Tikvah
Barnard

November 1, 2021

Hamilton, Barnard, and the Ominous Decree of 2021

By Rabbi Meir Soloveichik

Columbia University is no longer a welcoming place for Jews.

In September, a bureaucrat at Barnard College, the sister institution of Columbia University, declared the millennia-old religious requirements of Judaism null and void. To understand the exquisite irony of her announcement, we must first review the origins of this academic institution.

After the American Revolution, a New Yorker by the name of Alexander Hamilton returned to the city. As an alumnus of the formerly royalist institution called Kings College, Hamilton oversaw its transformation into Columbia. As a sign of its embrace of equality, Hamilton installed on Columbia’s Board of Regents the spiritual leader of New York’s Jewish community, Gershom Mendes Seixas. The historian Andrew Porwancher describes in his fascinating new book about Hamilton how the Founding Father built his legal career in New York representing the members of Seixas’s congregation at a time when others might have been reluctant to do so. Considering the quotas that were yet to come at America’s elite schools, Hamilton’s embrace of Jews at Columbia was remarkable: “In a young country caught between egalitarian promises and enduring prejudices, Hamilton’s reforms at his alma mater demonstrate his commitment to the revolutionary ideal of equality,” Porwancher writes in The Jewish World of Alexander Hamilton.

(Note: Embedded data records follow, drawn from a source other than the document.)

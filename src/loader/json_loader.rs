use std::collections::{BTreeSet, HashMap};
use std::sync::Arc;

use macroquad::prelude::*;
use tracing::{debug, info, warn};

use crate::error::MapError;
use crate::loader::assets::AssetSource;
use crate::loader::png_meta;
use crate::map::{TileRef, WorldMap, DEFAULT_GRID};
use crate::raw::{RawMap, RawPlacedTile, RawTileRef};
use crate::render::TextureCache;
use crate::tileset::TileCatalog;

fn is_png(name: &str) -> bool {
    name.rsplit('.')
        .next()
        .is_some_and(|ext| ext.eq_ignore_ascii_case("png"))
}

/// Text of a metadata document: the `Comment` chunk of a PNG, or the bytes
/// themselves for anything else.
fn metadata_text(name: &str, bytes: Vec<u8>) -> Result<String, MapError> {
    if is_png(name) {
        return png_meta::read_comment(name, &bytes);
    }
    String::from_utf8(bytes).map_err(|_| MapError::format(name, "metadata is not UTF-8"))
}

/// Loads tilesets and maps from an [`AssetSource`], caching catalogs by image.
///
/// The cache lives as long as the loader; [`clear`](Self::clear) empties it.
pub struct MapLoader<S> {
    source: S,
    grid: Vec2,
    catalogs: HashMap<String, Arc<TileCatalog>>,
}

impl<S: AssetSource> MapLoader<S> {
    /// Loader reading from `source`, building maps with a 32×32 grid.
    pub fn new(source: S) -> Self {
        MapLoader {
            source,
            grid: vec2(DEFAULT_GRID, DEFAULT_GRID),
            catalogs: HashMap::new(),
        }
    }

    /// Grid used for maps built by this loader.
    pub fn with_grid(mut self, grid: Vec2) -> Self {
        self.grid = grid;
        self
    }

    /// The backing asset source.
    pub fn source(&self) -> &S {
        &self.source
    }

    /// Number of cached catalogs.
    pub fn cached(&self) -> usize {
        self.catalogs.len()
    }

    /// Forgets every cached catalog.
    pub fn clear(&mut self) {
        debug!(dropped = self.catalogs.len(), "cleared tileset cache");
        self.catalogs.clear();
    }

    /// Catalog of `image`, read and parsed on first use.
    pub fn load_tileset(&mut self, image: &str) -> Result<Arc<TileCatalog>, MapError> {
        if let Some(cat) = self.catalogs.get(image) {
            return Ok(cat.clone());
        }
        let bytes = self.source.read(image)?;
        let text = metadata_text(image, bytes)?;
        let cat = Arc::new(TileCatalog::load(image, &text)?);
        info!(image, tiles = cat.len(), "loaded tileset");
        self.catalogs.insert(image.to_owned(), cat.clone());
        Ok(cat)
    }

    /// Reads and decodes the named map document.
    pub fn load_map(&mut self, name: &str) -> Result<WorldMap, MapError> {
        let bytes = self.source.read(name)?;
        let text = metadata_text(name, bytes)?;
        let map = decode_map(&text, name, self)?;
        info!(name, tiles = map.len(), "loaded map");
        Ok(map)
    }

    /// Uploads the image of every catalog `map` uses into `textures`.
    ///
    /// Needs a live macroquad context.
    pub fn load_textures(&self, map: &WorldMap, textures: &mut TextureCache) -> Result<(), MapError> {
        for cat in map.catalogs() {
            if textures.contains(cat.image()) {
                continue;
            }
            if !is_png(cat.image()) {
                warn!(image = cat.image(), "tileset has no image to upload");
                continue;
            }
            let bytes = self.source.read(cat.image())?;
            textures.load(cat.image(), &bytes)?;
        }
        Ok(())
    }
}

/// Decodes a map document, loading each referenced tileset through `loader`.
///
/// Every placement is resolved before a map is returned.
pub fn decode_map<S: AssetSource>(
    json: &str,
    source_name: &str,
    loader: &mut MapLoader<S>,
) -> Result<WorldMap, MapError> {
    let raw: RawMap = serde_json::from_str(json).map_err(|source| MapError::Json {
        source_name: source_name.to_owned(),
        source,
    })?;

    let images: BTreeSet<&str> = raw.tiles.iter().map(|t| t.tileref.img.as_str()).collect();
    let mut builder = WorldMap::builder();
    builder.grid(loader.grid.x, loader.grid.y);
    for image in images {
        builder.catalog(loader.load_tileset(image)?);
    }
    for t in raw.tiles {
        let RawTileRef { img, x, y } = t.tileref;
        builder.place(TileRef::new(img, x, y), t.gx, t.gy, t.gz);
    }
    builder.build()
}

/// Encodes every placement of `map`, in insertion order.
pub fn encode_map(map: &WorldMap) -> String {
    let raw = RawMap {
        tiles: map
            .placements()
            .iter()
            .map(|p| RawPlacedTile {
                gx: p.gx,
                gy: p.gy,
                gz: p.gz,
                tileref: RawTileRef {
                    img: p.tile.image.clone(),
                    x: p.tile.x,
                    y: p.tile.y,
                },
            })
            .collect(),
    };
    // Only integers and strings; serialization cannot fail.
    serde_json::to_string(&raw).unwrap_or_default()
}
/// Cycles through a frame sequence at a fixed interval.
///
/// While stopped the animator shows its stop frame.
#[derive(Debug, Clone)]
pub struct FrameAnimator {
    interval_ms: f32,
    stop_frame: usize,
    sequence: Vec<usize>,
    index: Option<usize>,
    playing: bool,
    until_next: f32,
}

impl FrameAnimator {
    /// Animator showing `sequence` every `interval_ms`, resting on `stop_frame`.
    pub fn new(interval_ms: f32, stop_frame: usize, sequence: Vec<usize>) -> Self {
        FrameAnimator {
            interval_ms: interval_ms.max(1.0),
            stop_frame,
            sequence,
            index: None,
            playing: false,
            until_next: 0.0,
        }
    }

    /// Starts the cycle. The first frame shows on the next update.
    pub fn play(&mut self) {
        if !self.playing {
            self.playing = true;
            self.until_next = 0.0;
        }
    }

    /// Stops and returns to the stop frame.
    pub fn stop(&mut self) {
        self.playing = false;
        self.index = None;
    }

    /// Whether the cycle runs.
    pub fn is_playing(&self) -> bool {
        self.playing
    }

    /// Advances time.
    pub fn update(&mut self, ms: f32) {
        if !self.playing || self.sequence.is_empty() || !ms.is_finite() || ms <= 0.0 {
            return;
        }
        self.until_next -= ms;
        if self.until_next > 0.0 {
            return;
        }
        let overdue = -self.until_next;
        let len = self.sequence.len();
        // Whole cycles don't change the frame.
        let steps = ((overdue / self.interval_ms).floor() % len as f32) as usize + 1;
        self.index = Some(match self.index {
            Some(i) => (i + steps % len) % len,
            None => (steps - 1) % len,
        });
        self.until_next = self.interval_ms - overdue % self.interval_ms;
    }

    /// Frame to show now.
    pub fn frame(&self) -> usize {
        self.index
            .and_then(|i| self.sequence.get(i).copied())
            .unwrap_or(self.stop_frame)
    }
}

#[cfg(test)]
mod tests {
    use super::*;

    #[test]
    fn walks_the_sequence_and_rests_when_stopped() {
        let mut anim = FrameAnimator::new(200.0, 1, vec![0, 1, 2, 1]);
        assert_eq!(anim.frame(), 1);

        anim.play();
        anim.update(16.0);
        assert_eq!(anim.frame(), 0);
        anim.update(200.0);
        assert_eq!(anim.frame(), 1);
        anim.update(200.0);
        assert_eq!(anim.frame(), 2);
        anim.update(400.0);
        assert_eq!(anim.frame(), 0);

        anim.update(0.0);
        assert_eq!(anim.frame(), 0);

        anim.stop();
        assert_eq!(anim.frame(), 1);
        assert!(!anim.is_playing());
    }

    #[test]
    fn huge_or_infinite_steps_return_promptly() {
        let mut anim = FrameAnimator::new(200.0, 1, vec![0, 1, 2, 1]);
        anim.play();
        anim.update(f32::INFINITY);
        assert_eq!(anim.frame(), 1);
        anim.update(f32::NAN);
        assert_eq!(anim.frame(), 1);

        anim.update(16.0);
        assert_eq!(anim.frame(), 0);
        // 3 full cycles plus 2 intervals.
        anim.update(200.0 * 14.0);
        assert_eq!(anim.frame(), 2);
        anim.update(1.0e30);
        assert!(anim.frame() <= 2);
    }
}
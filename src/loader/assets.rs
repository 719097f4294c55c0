use std::collections::HashMap;
use std::io;
use std::path::PathBuf;

use crate::error::MapError;

/// Where tileset images and map documents come from.
pub trait AssetSource {
    /// Raw bytes of the named resource.
    fn read(&self, name: &str) -> Result<Vec<u8>, MapError>;
}

/// Resources as files below a root directory.
#[derive(Debug, Clone)]
pub struct DirAssets {
    root: PathBuf,
}

impl DirAssets {
    /// Reads names relative to `root`.
    pub fn new(root: impl Into<PathBuf>) -> Self {
        DirAssets { root: root.into() }
    }

    /// The root directory.
    pub fn root(&self) -> &std::path::Path {
        &self.root
    }
}

impl AssetSource for DirAssets {
    fn read(&self, name: &str) -> Result<Vec<u8>, MapError> {
        let path = self.root.join(name);
        std::fs::read(&path).map_err(|source| MapError::ResourceNotFound {
            name: name.to_owned(),
            path: Some(path),
            source,
        })
    }
}

/// Resources held in memory, mostly for tests and generated content.
#[derive(Debug, Clone, Default)]
pub struct MemoryAssets {
    files: HashMap<String, Vec<u8>>,
}

impl MemoryAssets {
    /// Empty store.
    pub fn new() -> Self {
        Self::default()
    }

    /// Adds or replaces a resource.
    pub fn insert(&mut self, name: &str, bytes: impl Into<Vec<u8>>) -> &mut Self {
        self.files.insert(name.to_owned(), bytes.into());
        self
    }
}

impl AssetSource for MemoryAssets {
    fn read(&self, name: &str) -> Result<Vec<u8>, MapError> {
        self.files
            .get(name)
            .cloned()
            .ok_or_else(|| MapError::ResourceNotFound {
                name: name.to_owned(),
                path: None,
                source: io::Error::new(io::ErrorKind::NotFound, "no such in-memory asset"),
            })
    }
}

impl<S: AssetSource + ?Sized> AssetSource for &S {
    fn read(&self, name: &str) -> Result<Vec<u8>, MapError> {
        (**self).read(name)
    }
}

The installation of Seixas at Columbia went hand in hand with a flourishing of fascination in the Hebrew Bible at the school and in America. The Columbia University seal featured the Tetragrammaton, the sacred biblical name of God, written in Hebrew letters, emitting rays of light, expressing that it was from Scripture that true enlightenment could be found. The creation of the Hebraic seal set the stage for a Hebrew address at commencement, delivered by a Jewish student and composed by Seixas.